Task statement:
Print exactly the lines below between the line holding "filename src/ui/canvas.rs" and the line holding "#[derive(Debug, Default)]", inclusive, and nothing more.

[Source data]
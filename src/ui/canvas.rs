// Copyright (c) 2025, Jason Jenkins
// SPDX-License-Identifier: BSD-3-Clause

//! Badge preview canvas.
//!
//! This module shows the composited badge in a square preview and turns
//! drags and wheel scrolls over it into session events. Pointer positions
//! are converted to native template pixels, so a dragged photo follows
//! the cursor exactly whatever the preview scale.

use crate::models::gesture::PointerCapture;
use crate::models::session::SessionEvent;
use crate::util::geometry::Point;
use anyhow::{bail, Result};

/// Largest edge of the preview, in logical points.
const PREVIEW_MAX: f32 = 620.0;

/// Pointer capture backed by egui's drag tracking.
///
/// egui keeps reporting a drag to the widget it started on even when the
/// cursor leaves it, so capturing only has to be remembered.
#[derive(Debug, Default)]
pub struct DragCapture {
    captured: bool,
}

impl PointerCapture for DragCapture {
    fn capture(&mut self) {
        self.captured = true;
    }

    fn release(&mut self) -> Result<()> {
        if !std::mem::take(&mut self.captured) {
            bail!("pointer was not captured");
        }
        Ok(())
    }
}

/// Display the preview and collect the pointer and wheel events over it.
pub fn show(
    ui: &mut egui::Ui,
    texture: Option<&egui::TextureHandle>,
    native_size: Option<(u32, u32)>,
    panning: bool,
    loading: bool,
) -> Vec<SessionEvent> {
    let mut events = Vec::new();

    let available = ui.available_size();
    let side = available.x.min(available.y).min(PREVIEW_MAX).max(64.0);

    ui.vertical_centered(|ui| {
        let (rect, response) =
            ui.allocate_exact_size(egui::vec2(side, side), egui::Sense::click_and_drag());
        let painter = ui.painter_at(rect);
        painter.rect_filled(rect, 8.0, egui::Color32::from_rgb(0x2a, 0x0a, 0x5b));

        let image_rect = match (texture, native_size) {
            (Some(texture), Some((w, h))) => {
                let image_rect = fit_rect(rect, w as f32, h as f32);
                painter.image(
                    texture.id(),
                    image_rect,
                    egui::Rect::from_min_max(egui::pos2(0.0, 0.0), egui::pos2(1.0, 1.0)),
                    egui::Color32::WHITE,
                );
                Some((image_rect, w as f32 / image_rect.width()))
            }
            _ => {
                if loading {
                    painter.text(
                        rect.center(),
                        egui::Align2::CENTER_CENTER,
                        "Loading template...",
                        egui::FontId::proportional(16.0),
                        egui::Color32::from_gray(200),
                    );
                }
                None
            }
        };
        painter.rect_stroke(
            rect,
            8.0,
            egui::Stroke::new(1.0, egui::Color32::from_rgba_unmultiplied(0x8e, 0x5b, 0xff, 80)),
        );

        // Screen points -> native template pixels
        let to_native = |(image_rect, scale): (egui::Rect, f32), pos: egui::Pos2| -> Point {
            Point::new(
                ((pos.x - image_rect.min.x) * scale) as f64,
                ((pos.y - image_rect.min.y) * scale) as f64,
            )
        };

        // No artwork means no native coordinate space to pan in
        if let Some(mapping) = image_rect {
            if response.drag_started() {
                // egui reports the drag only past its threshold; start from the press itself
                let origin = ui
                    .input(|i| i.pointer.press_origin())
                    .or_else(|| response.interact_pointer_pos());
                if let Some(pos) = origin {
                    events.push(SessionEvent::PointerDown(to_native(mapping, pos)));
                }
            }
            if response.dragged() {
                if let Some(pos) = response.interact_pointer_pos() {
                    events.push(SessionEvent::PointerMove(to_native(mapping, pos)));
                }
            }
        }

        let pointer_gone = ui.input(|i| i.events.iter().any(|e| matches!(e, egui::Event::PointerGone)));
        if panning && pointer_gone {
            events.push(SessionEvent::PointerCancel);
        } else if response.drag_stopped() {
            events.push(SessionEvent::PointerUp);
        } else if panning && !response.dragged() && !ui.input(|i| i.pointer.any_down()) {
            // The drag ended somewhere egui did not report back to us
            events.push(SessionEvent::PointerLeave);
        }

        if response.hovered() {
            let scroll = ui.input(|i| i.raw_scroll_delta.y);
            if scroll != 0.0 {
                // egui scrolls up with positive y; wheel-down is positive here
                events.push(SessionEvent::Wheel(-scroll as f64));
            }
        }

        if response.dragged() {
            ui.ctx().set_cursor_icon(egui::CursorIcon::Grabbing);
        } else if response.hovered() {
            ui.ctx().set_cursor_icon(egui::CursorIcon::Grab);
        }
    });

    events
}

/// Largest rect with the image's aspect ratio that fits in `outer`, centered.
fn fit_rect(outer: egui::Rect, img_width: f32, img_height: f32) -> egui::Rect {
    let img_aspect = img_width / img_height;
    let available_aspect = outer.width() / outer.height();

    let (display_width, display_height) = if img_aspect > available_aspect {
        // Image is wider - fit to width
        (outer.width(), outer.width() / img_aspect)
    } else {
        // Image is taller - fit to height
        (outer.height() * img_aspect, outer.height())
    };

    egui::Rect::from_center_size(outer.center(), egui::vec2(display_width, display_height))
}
--
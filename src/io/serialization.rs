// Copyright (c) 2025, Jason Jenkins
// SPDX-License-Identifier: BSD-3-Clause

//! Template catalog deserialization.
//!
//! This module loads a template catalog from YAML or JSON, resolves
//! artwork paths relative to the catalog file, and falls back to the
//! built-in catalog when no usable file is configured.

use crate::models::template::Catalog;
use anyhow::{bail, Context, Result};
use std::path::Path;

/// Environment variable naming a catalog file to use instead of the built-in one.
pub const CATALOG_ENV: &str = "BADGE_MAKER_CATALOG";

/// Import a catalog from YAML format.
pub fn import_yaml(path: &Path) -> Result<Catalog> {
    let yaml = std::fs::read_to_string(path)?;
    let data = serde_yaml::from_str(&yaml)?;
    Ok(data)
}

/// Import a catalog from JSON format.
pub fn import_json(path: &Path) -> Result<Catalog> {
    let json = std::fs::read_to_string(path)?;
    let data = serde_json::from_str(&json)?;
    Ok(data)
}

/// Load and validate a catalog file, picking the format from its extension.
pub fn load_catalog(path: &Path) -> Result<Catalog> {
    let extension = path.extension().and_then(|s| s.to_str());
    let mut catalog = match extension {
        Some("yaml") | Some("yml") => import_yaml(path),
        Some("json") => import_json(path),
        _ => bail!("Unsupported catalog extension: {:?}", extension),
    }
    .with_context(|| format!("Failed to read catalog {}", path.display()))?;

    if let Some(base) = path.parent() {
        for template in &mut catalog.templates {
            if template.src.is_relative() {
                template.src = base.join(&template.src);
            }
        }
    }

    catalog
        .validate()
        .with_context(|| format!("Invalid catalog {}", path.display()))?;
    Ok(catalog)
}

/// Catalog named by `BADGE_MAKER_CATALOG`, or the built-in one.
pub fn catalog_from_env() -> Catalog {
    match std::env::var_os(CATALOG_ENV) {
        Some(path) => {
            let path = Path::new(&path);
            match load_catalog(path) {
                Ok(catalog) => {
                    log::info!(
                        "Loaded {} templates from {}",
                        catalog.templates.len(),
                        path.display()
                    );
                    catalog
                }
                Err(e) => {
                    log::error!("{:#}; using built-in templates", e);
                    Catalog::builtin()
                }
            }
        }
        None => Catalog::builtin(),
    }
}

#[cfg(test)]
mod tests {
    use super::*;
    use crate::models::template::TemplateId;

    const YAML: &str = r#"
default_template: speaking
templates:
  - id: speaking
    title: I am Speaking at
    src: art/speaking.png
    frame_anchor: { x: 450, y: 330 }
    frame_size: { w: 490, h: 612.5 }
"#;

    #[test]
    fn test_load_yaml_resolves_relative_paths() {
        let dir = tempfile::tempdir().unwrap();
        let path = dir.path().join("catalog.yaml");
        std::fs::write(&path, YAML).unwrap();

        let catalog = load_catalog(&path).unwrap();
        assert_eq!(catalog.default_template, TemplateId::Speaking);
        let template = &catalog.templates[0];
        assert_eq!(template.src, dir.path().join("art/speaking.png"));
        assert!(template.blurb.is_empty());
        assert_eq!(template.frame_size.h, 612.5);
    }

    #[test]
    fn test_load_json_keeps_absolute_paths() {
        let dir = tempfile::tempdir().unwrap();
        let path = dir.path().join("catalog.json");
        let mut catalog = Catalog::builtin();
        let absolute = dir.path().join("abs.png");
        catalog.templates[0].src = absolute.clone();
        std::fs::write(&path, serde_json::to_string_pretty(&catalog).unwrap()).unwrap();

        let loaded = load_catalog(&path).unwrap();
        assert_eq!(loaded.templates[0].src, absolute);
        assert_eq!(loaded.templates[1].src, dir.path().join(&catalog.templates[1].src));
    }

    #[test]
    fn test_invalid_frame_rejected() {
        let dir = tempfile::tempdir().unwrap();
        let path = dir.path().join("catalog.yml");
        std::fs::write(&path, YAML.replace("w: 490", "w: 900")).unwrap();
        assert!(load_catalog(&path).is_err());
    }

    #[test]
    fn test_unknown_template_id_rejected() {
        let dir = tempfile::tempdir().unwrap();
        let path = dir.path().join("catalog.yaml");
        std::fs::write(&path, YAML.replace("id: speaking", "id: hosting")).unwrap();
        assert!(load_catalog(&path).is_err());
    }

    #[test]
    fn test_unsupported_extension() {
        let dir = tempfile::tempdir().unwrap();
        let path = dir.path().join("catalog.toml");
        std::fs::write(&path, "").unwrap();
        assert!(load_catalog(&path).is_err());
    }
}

Result for this exercise:
filename src/ui/canvas.rs
// Copyright (c) 2025, Jason Jenkins
// SPDX-License-Identifier: BSD-3-Clause

//! Badge preview canvas.
//!
//! This module shows the composited badge in a square preview and turns
//! drags and wheel scrolls over it into session events. Pointer positions
//! are converted to native template pixels, so a dragged photo follows
//! the cursor exactly whatever the preview scale.

use crate::models::gesture::PointerCapture;
use crate::models::session::SessionEvent;
use crate::util::geometry::Point;
use anyhow::{bail, Result};

/// Largest edge of the preview, in logical points.
const PREVIEW_MAX: f32 = 620.0;

/// Pointer capture backed by egui's drag tracking.
///
/// egui keeps reporting a drag to the widget it started on even when the
/// cursor leaves it, so capturing only has to be remembered.
#[derive(Debug, Default)]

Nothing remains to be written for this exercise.